- _EXCERPTED RECORDS_:

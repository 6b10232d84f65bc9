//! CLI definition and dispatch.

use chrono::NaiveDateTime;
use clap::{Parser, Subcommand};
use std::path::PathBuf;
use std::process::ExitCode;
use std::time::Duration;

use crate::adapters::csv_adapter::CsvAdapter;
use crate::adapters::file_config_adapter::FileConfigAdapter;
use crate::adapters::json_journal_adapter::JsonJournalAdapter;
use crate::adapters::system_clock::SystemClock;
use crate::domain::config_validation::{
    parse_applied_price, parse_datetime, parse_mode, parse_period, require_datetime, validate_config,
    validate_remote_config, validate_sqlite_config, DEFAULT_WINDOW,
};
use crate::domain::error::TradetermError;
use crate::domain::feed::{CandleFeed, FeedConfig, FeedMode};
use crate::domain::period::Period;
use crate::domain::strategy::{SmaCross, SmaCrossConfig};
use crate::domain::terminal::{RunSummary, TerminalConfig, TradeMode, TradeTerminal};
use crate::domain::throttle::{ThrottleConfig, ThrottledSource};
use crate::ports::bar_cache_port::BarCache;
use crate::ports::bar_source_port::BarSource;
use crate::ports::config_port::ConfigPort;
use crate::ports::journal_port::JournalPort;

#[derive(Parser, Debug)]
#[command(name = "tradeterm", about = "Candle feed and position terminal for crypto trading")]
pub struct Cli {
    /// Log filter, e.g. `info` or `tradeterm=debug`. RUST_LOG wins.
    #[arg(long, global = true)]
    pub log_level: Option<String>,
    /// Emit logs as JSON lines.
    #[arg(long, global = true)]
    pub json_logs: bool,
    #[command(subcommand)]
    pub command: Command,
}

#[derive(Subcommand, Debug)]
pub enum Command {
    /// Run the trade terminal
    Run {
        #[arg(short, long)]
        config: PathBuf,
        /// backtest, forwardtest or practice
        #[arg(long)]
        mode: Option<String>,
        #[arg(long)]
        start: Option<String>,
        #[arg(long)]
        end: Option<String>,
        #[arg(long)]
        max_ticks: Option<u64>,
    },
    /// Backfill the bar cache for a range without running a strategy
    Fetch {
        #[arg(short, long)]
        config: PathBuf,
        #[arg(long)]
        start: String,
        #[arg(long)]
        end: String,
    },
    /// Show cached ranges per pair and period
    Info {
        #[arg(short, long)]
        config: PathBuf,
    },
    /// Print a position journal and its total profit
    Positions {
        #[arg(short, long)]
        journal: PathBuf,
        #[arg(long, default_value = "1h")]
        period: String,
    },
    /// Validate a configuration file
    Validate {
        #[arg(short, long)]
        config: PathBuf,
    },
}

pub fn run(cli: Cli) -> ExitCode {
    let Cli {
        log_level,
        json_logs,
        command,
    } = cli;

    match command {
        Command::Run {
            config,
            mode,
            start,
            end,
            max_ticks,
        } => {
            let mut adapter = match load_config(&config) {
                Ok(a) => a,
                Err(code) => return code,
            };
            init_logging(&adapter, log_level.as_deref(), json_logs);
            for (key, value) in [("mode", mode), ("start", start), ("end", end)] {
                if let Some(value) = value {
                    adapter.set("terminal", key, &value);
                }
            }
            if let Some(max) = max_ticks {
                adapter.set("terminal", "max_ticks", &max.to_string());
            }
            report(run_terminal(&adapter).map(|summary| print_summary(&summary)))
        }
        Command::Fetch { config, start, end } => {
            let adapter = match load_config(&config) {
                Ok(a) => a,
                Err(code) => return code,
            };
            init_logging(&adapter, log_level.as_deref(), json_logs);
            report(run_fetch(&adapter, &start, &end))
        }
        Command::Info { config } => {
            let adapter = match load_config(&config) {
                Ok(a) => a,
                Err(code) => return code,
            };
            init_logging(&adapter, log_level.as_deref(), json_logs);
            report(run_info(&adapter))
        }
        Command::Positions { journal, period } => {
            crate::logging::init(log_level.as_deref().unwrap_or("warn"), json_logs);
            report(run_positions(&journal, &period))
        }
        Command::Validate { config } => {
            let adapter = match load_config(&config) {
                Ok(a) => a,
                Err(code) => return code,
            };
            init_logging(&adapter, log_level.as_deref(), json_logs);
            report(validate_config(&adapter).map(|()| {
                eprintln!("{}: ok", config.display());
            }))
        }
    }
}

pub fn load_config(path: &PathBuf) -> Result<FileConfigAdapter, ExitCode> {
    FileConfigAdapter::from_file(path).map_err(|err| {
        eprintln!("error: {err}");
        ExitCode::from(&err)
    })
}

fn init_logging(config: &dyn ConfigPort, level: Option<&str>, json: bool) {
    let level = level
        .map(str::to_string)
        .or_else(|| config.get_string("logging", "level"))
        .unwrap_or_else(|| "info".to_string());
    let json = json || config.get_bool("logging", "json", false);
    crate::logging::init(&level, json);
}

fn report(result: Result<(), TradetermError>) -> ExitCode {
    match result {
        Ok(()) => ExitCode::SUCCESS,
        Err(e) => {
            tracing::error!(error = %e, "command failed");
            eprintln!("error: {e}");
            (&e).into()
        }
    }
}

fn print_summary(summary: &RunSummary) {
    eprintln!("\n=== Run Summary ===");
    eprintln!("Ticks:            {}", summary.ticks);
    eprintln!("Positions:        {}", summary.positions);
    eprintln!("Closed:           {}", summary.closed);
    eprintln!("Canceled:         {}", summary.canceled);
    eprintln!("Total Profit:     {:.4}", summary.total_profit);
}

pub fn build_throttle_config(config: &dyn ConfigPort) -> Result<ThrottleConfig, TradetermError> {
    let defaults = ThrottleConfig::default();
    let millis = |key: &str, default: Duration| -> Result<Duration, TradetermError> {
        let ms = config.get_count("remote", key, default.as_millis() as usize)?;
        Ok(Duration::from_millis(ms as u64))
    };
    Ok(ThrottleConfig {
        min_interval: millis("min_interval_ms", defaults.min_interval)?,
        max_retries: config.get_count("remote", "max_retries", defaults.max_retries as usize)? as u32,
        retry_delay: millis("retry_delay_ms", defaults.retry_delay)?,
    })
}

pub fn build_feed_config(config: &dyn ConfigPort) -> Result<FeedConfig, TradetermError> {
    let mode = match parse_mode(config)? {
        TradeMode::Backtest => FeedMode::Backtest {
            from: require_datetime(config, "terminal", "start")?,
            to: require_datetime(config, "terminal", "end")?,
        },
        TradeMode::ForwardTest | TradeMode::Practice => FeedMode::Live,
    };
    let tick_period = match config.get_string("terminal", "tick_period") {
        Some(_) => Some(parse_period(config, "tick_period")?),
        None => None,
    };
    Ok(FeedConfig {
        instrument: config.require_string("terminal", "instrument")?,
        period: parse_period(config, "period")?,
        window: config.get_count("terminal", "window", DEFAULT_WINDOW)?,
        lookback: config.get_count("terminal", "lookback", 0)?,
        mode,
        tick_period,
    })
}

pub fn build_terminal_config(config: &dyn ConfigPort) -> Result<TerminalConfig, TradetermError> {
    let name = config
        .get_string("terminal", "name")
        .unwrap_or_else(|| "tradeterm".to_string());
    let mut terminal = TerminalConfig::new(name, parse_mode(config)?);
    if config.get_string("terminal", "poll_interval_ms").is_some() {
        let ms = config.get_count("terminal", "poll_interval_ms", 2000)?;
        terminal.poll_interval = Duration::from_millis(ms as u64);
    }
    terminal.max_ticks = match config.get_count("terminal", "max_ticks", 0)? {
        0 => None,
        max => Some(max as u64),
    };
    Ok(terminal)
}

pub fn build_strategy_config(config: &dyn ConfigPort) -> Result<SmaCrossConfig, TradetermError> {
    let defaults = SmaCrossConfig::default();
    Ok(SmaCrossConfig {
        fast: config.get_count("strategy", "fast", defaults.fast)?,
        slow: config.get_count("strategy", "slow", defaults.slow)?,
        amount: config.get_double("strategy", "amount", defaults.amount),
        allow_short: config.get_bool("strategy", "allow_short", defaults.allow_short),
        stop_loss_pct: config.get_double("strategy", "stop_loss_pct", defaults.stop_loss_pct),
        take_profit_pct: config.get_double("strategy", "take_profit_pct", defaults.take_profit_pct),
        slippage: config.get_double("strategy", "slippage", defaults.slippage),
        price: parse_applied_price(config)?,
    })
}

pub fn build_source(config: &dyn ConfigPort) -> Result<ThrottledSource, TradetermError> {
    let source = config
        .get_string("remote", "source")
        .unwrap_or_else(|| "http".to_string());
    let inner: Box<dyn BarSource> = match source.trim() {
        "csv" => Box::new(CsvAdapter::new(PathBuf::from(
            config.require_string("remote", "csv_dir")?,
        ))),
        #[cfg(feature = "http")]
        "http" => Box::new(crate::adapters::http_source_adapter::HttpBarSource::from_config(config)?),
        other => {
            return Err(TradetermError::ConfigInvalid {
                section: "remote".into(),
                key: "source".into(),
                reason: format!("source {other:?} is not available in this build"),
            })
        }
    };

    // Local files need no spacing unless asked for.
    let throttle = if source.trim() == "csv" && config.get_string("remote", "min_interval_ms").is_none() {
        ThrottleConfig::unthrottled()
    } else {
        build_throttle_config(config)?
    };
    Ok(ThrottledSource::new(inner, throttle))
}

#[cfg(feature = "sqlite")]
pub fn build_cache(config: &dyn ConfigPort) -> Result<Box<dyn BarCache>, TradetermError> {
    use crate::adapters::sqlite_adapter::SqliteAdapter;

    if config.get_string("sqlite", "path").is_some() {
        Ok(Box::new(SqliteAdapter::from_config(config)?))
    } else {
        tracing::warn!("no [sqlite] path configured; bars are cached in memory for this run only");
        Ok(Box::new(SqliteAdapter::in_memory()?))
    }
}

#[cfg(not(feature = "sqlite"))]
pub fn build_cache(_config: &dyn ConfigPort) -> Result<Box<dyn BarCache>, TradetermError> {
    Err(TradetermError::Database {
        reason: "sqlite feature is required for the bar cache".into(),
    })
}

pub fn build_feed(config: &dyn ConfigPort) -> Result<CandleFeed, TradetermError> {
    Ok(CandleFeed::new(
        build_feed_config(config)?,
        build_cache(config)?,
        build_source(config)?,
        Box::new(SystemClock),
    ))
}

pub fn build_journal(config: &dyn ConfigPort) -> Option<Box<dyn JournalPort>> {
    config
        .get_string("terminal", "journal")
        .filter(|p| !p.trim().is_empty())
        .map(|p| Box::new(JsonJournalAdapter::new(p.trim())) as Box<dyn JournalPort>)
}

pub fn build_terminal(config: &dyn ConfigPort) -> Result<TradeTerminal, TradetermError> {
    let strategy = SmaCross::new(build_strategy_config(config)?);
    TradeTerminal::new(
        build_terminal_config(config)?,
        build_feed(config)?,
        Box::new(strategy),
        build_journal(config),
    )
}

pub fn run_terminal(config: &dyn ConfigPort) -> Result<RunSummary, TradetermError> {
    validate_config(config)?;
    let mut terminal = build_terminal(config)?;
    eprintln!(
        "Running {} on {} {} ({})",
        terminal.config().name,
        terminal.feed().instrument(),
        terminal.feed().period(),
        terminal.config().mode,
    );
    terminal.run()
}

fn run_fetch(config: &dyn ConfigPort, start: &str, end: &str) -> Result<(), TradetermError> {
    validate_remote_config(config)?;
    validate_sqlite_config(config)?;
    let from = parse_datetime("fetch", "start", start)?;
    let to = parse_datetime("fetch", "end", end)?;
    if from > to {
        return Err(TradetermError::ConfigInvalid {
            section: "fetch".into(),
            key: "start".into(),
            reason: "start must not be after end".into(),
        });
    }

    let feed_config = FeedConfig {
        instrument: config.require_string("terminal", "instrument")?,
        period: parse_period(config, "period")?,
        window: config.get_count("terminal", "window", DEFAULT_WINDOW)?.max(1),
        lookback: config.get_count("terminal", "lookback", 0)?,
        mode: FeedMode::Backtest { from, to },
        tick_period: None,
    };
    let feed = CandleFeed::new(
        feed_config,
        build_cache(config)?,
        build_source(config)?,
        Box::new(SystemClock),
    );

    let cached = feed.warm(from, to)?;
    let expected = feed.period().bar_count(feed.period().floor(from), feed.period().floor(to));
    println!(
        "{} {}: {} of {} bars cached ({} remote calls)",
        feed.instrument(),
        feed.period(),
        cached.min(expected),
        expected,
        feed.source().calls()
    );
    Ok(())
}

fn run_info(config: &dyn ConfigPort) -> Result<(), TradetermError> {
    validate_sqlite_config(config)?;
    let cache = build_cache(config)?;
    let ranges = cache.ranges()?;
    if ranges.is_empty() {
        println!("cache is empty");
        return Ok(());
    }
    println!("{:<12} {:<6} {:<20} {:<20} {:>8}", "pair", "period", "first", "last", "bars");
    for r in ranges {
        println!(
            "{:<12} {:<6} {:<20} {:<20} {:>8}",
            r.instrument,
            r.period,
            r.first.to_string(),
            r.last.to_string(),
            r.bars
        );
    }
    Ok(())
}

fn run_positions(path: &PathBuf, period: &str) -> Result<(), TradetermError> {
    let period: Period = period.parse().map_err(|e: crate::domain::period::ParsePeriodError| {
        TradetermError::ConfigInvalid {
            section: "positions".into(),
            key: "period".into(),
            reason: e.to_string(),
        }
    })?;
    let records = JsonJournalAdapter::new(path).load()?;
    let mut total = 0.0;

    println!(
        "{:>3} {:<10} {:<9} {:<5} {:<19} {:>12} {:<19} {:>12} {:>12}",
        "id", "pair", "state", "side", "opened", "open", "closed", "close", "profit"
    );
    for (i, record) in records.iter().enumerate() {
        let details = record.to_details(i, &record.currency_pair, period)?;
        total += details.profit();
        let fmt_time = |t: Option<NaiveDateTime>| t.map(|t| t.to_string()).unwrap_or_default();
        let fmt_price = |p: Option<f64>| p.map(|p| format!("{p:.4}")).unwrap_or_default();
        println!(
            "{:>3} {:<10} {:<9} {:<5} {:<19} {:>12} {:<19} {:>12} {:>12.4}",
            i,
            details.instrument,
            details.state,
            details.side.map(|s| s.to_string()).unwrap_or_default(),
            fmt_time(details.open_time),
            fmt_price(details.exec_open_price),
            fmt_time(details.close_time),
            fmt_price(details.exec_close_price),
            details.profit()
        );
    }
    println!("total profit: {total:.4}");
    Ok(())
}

- _DESCRIPTION OF THE TASK_:
Looking over the records, find each line with the word "report" and copy it.

- _PROBLEM SOLUTION_:
            report(run_terminal(&adapter).map(|summary| print_summary(&summary)))
            report(run_fetch(&adapter, &start, &end))
            report(run_info(&adapter))
            report(run_positions(&journal, &period))
            report(validate_config(&adapter).map(|()| {
fn report(result: Result<(), TradetermError>) -> ExitCode {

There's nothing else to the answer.